EXCERPTED RECORDS Block Start

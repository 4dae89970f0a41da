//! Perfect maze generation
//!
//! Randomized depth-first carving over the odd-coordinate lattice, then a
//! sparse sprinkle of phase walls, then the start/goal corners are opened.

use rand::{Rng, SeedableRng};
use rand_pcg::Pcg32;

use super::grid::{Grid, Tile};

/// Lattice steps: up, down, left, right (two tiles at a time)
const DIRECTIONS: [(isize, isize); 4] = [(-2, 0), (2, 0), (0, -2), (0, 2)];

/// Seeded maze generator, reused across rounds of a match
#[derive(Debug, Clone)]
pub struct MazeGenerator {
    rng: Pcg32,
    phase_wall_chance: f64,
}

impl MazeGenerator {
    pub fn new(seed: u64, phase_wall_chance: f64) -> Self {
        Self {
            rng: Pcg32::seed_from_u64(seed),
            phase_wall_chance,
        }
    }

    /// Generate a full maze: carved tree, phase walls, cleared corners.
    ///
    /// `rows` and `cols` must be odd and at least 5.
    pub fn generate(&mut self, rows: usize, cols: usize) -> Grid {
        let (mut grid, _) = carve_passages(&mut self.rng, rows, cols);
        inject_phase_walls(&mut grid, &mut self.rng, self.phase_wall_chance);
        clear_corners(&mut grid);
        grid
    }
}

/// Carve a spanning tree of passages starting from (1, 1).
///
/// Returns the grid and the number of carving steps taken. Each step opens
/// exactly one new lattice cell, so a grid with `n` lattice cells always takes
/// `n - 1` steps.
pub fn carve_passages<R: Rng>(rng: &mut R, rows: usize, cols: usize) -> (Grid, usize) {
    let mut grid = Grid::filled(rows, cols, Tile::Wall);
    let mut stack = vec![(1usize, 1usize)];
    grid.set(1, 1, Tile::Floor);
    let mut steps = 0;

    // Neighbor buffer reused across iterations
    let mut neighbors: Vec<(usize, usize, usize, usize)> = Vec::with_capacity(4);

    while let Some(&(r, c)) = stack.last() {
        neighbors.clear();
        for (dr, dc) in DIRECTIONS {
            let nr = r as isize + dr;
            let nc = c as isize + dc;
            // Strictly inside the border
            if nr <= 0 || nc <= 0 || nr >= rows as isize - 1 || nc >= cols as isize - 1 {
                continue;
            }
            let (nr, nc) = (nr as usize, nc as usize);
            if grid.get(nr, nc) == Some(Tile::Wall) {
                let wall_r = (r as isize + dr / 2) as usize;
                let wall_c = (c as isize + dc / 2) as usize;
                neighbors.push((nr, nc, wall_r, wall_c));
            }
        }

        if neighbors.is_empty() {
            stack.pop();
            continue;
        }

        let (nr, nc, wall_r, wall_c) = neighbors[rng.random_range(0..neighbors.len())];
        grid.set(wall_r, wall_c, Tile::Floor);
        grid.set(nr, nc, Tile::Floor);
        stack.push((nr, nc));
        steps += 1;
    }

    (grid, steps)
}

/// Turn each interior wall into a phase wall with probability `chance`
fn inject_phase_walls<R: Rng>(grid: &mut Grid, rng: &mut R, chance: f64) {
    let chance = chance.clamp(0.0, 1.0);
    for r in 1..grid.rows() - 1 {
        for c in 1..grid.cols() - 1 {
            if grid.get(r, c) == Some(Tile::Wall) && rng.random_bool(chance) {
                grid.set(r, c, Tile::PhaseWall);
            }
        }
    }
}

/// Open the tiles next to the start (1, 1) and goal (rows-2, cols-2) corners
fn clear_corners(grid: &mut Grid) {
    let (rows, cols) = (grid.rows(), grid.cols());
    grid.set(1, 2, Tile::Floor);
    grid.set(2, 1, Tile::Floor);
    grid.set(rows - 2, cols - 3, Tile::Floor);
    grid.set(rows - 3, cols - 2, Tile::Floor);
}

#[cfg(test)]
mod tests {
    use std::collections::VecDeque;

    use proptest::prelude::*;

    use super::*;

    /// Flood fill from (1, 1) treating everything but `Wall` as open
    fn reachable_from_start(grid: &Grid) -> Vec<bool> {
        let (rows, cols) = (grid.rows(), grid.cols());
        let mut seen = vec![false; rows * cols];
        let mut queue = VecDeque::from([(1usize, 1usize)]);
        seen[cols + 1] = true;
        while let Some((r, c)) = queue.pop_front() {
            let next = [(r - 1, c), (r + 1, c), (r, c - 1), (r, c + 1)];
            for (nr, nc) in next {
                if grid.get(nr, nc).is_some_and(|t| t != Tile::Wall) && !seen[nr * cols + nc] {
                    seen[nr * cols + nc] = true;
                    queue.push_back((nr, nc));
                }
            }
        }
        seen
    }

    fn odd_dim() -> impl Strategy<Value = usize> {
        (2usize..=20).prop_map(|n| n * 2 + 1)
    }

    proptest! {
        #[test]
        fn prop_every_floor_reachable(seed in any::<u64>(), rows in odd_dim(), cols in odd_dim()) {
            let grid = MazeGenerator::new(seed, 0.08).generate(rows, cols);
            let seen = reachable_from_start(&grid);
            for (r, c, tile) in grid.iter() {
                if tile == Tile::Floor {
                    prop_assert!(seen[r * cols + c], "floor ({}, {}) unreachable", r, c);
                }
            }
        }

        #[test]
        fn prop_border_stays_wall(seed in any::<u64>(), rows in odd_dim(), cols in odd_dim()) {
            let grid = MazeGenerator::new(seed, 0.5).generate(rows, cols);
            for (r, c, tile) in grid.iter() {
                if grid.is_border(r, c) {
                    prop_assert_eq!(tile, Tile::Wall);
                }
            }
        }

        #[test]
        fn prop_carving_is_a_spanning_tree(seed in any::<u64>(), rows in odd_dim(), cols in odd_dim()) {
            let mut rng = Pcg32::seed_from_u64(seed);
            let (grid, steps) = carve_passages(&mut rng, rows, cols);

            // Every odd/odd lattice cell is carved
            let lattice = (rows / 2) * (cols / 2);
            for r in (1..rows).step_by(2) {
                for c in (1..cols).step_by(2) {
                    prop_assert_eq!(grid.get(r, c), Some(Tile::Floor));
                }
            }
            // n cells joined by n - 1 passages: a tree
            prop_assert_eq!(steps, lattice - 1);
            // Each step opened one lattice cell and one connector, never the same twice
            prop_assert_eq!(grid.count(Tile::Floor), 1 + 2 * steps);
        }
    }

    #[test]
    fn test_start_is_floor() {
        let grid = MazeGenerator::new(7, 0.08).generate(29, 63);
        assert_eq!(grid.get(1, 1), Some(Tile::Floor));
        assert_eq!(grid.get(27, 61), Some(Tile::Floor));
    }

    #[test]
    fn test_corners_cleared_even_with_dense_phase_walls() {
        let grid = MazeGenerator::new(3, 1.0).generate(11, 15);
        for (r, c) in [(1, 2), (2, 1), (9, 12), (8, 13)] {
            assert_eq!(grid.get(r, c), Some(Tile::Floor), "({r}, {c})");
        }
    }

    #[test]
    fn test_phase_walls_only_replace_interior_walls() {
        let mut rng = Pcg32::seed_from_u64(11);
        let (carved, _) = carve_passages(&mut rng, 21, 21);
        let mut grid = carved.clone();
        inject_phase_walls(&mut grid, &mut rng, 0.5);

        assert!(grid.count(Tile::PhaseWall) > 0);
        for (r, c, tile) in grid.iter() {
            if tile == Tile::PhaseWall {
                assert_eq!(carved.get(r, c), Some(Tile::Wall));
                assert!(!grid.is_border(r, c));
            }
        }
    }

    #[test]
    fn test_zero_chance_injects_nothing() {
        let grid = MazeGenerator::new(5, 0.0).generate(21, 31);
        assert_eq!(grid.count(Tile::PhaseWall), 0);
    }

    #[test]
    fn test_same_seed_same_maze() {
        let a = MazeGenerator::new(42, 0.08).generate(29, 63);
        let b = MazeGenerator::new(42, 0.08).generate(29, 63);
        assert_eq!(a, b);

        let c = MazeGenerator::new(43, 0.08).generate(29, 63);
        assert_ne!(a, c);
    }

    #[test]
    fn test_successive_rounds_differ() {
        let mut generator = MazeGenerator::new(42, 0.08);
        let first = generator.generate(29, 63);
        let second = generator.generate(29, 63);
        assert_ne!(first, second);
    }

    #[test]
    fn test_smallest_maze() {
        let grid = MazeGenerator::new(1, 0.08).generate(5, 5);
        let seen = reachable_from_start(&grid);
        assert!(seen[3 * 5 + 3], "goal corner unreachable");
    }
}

EXCERPTED RECORDS Block End

> WHAT IS REQUIRED:
Only one stretch of the data above is needed. Restate it word for word, from the line containing "let mut queue" through the line containing "seen[nr * cols + nc] = true;", both ends included.

> RESULT FOR THIS EXERCISE:
        let mut queue = VecDeque::from([(1usize, 1usize)]);
        seen[cols + 1] = true;
        while let Some((r, c)) = queue.pop_front() {
            let next = [(r - 1, c), (r + 1, c), (r, c - 1), (r, c + 1)];
            for (nr, nc) in next {
                if grid.get(nr, nc).is_some_and(|t| t != Tile::Wall) && !seen[nr * cols + nc] {
                    seen[nr * cols + nc] = true;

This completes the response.